▶ _Aim of the task_
Every record, from the first line to the last, needs to be given again exactly.

◇ ◇ ◇

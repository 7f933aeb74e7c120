use drawlink_server::{config::Config, run_server};

#[tokio::main]
async fn main() -> anyhow::Result<()> {
    dotenvy::dotenv().ok();

    // Initialize tracing
    tracing_subscriber::fmt()
        .with_env_filter(
            tracing_subscriber::EnvFilter::try_from_default_env()
                .unwrap_or_else(|_| "drawlink_server=debug,tower_http=debug".into()),
        )
        .init();

    let config = Config::from_env()?;
    run_server(config).await
}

◇ ◇ ◇

▶ _Result of this task_
repository 7f933aeb74e7c120
use drawlink_server::{config::Config, run_server};

#[tokio::main]
async fn main() -> anyhow::Result<()> {
    dotenvy::dotenv().ok();

    // Initialize tracing
    tracing_subscriber::fmt()
        .with_env_filter(
            tracing_subscriber::EnvFilter::try_from_default_env()
                .unwrap_or_else(|_| "drawlink_server=debug,tower_http=debug".into()),
        )
        .init();

    let config = Config::from_env()?;
    run_server(config).await
}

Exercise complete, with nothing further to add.